Una ligera sonrisa se dibujo en el rostro hinchado y ensangrentada del extraño de mirada iracunda. Salió de su ensimismamiento cuando la mujer de recepción se le acerco.

-Miguel Bayo- La voz de la mujer sonó áspera y agitada.- Ya puede entrar.

Una mueca de dolor atravesó su rostro como un relámpago, despejo la húmeda masa sanguinolenta en la que se había trasformado la compresa y descubrió una fea herida de un solo surco que le cruzaba el ojo. derecho desde el nacimiento del pelo hasta la comisura del labio. Al momento sonrió mostrando una perfecta dentadura de no ser por una pequeña muesca en el incisivo superior izquierdo.

La cara estaba inflamada pero sus rasgos marcados y sus ojos claro resaltaron con el color carmesí de la sangre. No era muy alto, solo le sacaba una cabeza a la enfermera, pero su porte atlético impidió que se mareara por la perdida de sangre.

Se dirigió hacia la puerta de urgencias, tirando las gasas en una papelera antes de entrar. La sangre comenzó a brotar de nuevo, pero esta vez lo hacia como si fueran lagrimas tibias y veladas.

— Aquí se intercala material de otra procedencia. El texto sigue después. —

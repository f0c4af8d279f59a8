//! Streak and session statistics.

use clap::Subcommand;
use verg_core::{Clock, Journal, JsonStore, Settings, SystemClock};

#[derive(Subcommand)]
pub enum StatsAction {
    /// Streak, totals, and remaining free sessions
    Show,
    /// Per-day session counts
    Calendar,
}

pub fn run(action: StatsAction) -> Result<(), Box<dyn std::error::Error>> {
    let store = JsonStore::open()?;
    let journal = Journal::open(store, Box::new(SystemClock))?;

    match action {
        StatsAction::Show => {
            let settings = Settings::load_or_default();
            let stats = journal.stats();
            let decision = journal.gate(settings.is_subscribed, settings.free_session_limit);
            let now = SystemClock.now();

            eprintln!("{}", stats.streak_display_text());
            let summary = serde_json::json!({
                "current_streak": stats.current_streak,
                "longest_streak": stats.longest_streak,
                "total_sessions": stats.total_sessions,
                "has_written_today": stats.has_written_today(now),
                "streak_at_risk": stats.streak_at_risk(now),
                "sessions_this_month": journal.sessions_in_month(
                    chrono::Datelike::year(&now.date_naive()),
                    chrono::Datelike::month(&now.date_naive()),
                ),
                "average_sessions_per_week": journal.average_sessions_per_week(),
                "remaining_free_sessions": decision.remaining,
            });
            println!("{}", serde_json::to_string_pretty(&summary)?);
        }
        StatsAction::Calendar => {
            let counts = journal.session_counts_by_date();
            println!("{}", serde_json::to_string_pretty(&counts)?);
        }
    }
    Ok(())
}
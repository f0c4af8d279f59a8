//! End-to-end flow over the durable store: gate, timer, session log,
//! streaks, all driven by a hand-stepped clock against a tempdir journal.

use std::cell::Cell;
use std::rc::Rc;

use chrono::{DateTime, Duration, TimeZone, Utc};
use verg_core::{
    Clock, Event, FreeSessions, Journal, JsonStore, SessionStore, TimerEngine, TimerState,
    FREE_SESSION_LIMIT,
};

#[derive(Clone)]
struct ManualClock(Rc<Cell<DateTime<Utc>>>);

impl ManualClock {
    fn starting(at: DateTime<Utc>) -> Self {
        Self(Rc::new(Cell::new(at)))
    }

    fn advance_days(&self, days: i64) {
        self.0.set(self.0.get() + Duration::days(days));
    }
}

impl Clock for ManualClock {
    fn now(&self) -> DateTime<Utc> {
        self.0.get()
    }
}

fn evening(y: i32, m: u32, d: u32) -> DateTime<Utc> {
    Utc.with_ymd_and_hms(y, m, d, 20, 0, 0).unwrap()
}

#[test]
fn full_writing_flow_until_paywall() {
    let dir = tempfile::tempdir().unwrap();
    let clock = ManualClock::starting(evening(2024, 1, 15));

    let store = JsonStore::open_at(dir.path()).unwrap();
    let mut journal = Journal::open(store, Box::new(clock.clone())).unwrap();

    // Three free sessions on consecutive evenings, each run through the
    // timer to completion.
    for day in 0..3 {
        let decision = journal.gate(false, FREE_SESSION_LIMIT);
        assert!(decision.allowed, "free session {day} should be allowed");

        let mut engine = TimerEngine::new();
        engine.start(600, clock.now());
        let done = engine.tick(clock.now() + Duration::seconds(600));
        assert!(matches!(done, Some(Event::TimerCompleted { .. })));
        assert_eq!(engine.state(), TimerState::Complete);

        journal
            .complete_session(600, Some(format!("page-{day}.jpg")))
            .unwrap();
        clock.advance_days(1);
    }

    let stats = journal.stats();
    assert_eq!(stats.total_sessions, 3);
    assert_eq!(stats.current_streak, 3);
    assert_eq!(stats.longest_streak, 3);

    // Fourth attempt hits the paywall.
    let decision = journal.gate(false, FREE_SESSION_LIMIT);
    assert!(decision.should_show_paywall());
    assert_eq!(decision.remaining, FreeSessions::Remaining(0));

    // Subscribing lifts it.
    let premium = journal.gate(true, FREE_SESSION_LIMIT);
    assert!(premium.allowed);
    assert_eq!(premium.remaining, FreeSessions::Unlimited);
}

#[test]
fn streak_survives_restart_but_not_a_gap() {
    let dir = tempfile::tempdir().unwrap();
    let clock = ManualClock::starting(evening(2024, 1, 15));

    {
        let store = JsonStore::open_at(dir.path()).unwrap();
        let mut journal = Journal::open(store, Box::new(clock.clone())).unwrap();
        journal.complete_session(600, None).unwrap();
        clock.advance_days(1);
        journal.complete_session(600, None).unwrap();
    }

    // Relaunch the next day: the streak holds.
    clock.advance_days(1);
    {
        let store = JsonStore::open_at(dir.path()).unwrap();
        let journal = Journal::open(store, Box::new(clock.clone())).unwrap();
        assert_eq!(journal.stats().current_streak, 2);
    }

    // Relaunch after skipping two more days: lapsed, history intact.
    clock.advance_days(2);
    let store = JsonStore::open_at(dir.path()).unwrap();
    let journal = Journal::open(store, Box::new(clock.clone())).unwrap();
    let stats = journal.stats();
    assert_eq!(stats.current_streak, 0);
    assert_eq!(stats.longest_streak, 2);
    assert_eq!(stats.total_sessions, 2);

    // The persisted lapse survives yet another reload.
    let reloaded = JsonStore::open_at(dir.path()).unwrap();
    assert_eq!(reloaded.load_stats().current_streak, 0);
}

#[test]
fn timer_state_persists_across_processes() {
    let dir = tempfile::tempdir().unwrap();
    let start = evening(2024, 1, 15);
    let state_path = dir.path().join("timer.json");

    // Process one starts a 10-minute timer and exits.
    {
        let mut engine = TimerEngine::new();
        engine.start(600, start);
        std::fs::write(&state_path, serde_json::to_string(&engine).unwrap()).unwrap();
    }

    // Process two wakes up 12 minutes later and resyncs.
    let json = std::fs::read_to_string(&state_path).unwrap();
    let mut engine: TimerEngine = serde_json::from_str(&json).unwrap();
    let event = engine.resync(start + Duration::seconds(720));
    assert!(matches!(event, Some(Event::TimerCompleted { .. })));
    assert_eq!(engine.remaining_ms(), 0);
    assert_eq!(engine.state(), TimerState::Complete);
}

Pese al dolor su rostro reflejaba la seguridad de los que saben que algo malo esta por llegar y que el dolor no es mas que un síntoma de vida.

Cuando cruzó las puertas, en dirección a las salas de cura, el reloj marco las tres de la madrugada, uno de los flexos titilo y se fundió, y una explosión sirenas de ambulancia perturbó el melódico y acompasado trinar de los semáforos de peatones.